- [WORK INSTRUCTION] Starting at the top of the data and ending with the line that holds "fn to_json(db: &LocalDb, stats: &StoreStats)", transcribe each line exactly; include both ends.

── INPUT

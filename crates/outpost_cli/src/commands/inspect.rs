//! Inspect command implementation.

use outpost_core::{LocalDb, StoreStats};
use serde_json::{json, Value};
use std::path::Path;

/// Runs the inspect command.
pub fn run(path: &Path, namespace: &str, format: &str) -> Result<(), Box<dyn std::error::Error>> {
    let db = super::open(path, namespace)?;
    let stats = db.stats();

    match format {
        "json" => println!("{}", serde_json::to_string_pretty(&to_json(&db, &stats))?),
        _ => print_text_output(path, &db, &stats),
    }
    Ok(())
}

fn to_json(db: &LocalDb, stats: &StoreStats) -> Value {
    let collections: Vec<Value> = stats
        .collections
        .iter()
        .map(|c| {
            json!({
                "collection": c.kind.slot(),
                "table": c.kind.table(),
                "total": c.total,
                "unsynced": c.unsynced,
                "recovery": c.recovery.as_ref().map(ToString::to_string),
            })
        })
        .collect();

    json!({
        "namespace": db.config().namespace,
        "bytes": stats.bytes,
        "records": stats.total_records(),
        "unsynced": stats.total_unsynced(),
        "pendingTombstones": stats.pending_tombstones,
        "clean": stats.is_clean(),
        "collections": collections,
    })
}

fn print_text_output(path: &Path, db: &LocalDb, stats: &StoreStats) {
    println!("Outpost Store Inspection");
    println!("========================");
    println!();
    println!("Path:      {}", path.display());
    println!("Namespace: {}", db.config().namespace);
    println!("Size:      {}", format_size(stats.bytes));
    println!();
    println!("Collections:");
    for c in &stats.collections {
        print!("  {:<16} {:>6} records, {:>5} unsynced", c.kind.slot(), c.total, c.unsynced);
        match &c.recovery {
            Some(reason) => println!("  [recovered: {reason}]"),
            None => println!(),
        }
    }
    println!();
    println!("Pending deletions: {}", stats.pending_tombstones);
    println!(
        "Sync state:        {}",
        if stats.is_clean() { "clean" } else { "dirty" }
    );
}

fn format_size(bytes: u64) -> String {
    if bytes < 1024 {
        format!("{bytes} bytes")
    } else if bytes < 1024 * 1024 {
        format!("{:.1} KB", bytes as f64 / 1024.0)
    } else {
        format!("{:.1} MB", bytes as f64 / (1024.0 * 1024.0))
    }
}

────

- [RESPONSE FOR THIS EXERCISE]
filename crates/outpost_cli/src/commands/inspect.rs
//! Inspect command implementation.

use outpost_core::{LocalDb, StoreStats};
use serde_json::{json, Value};
use std::path::Path;

/// Runs the inspect command.
pub fn run(path: &Path, namespace: &str, format: &str) -> Result<(), Box<dyn std::error::Error>> {
    let db = super::open(path, namespace)?;
    let stats = db.stats();

    match format {
        "json" => println!("{}", serde_json::to_string_pretty(&to_json(&db, &stats))?),
        _ => print_text_output(path, &db, &stats),
    }
    Ok(())
}

fn to_json(db: &LocalDb, stats: &StoreStats) -> Value {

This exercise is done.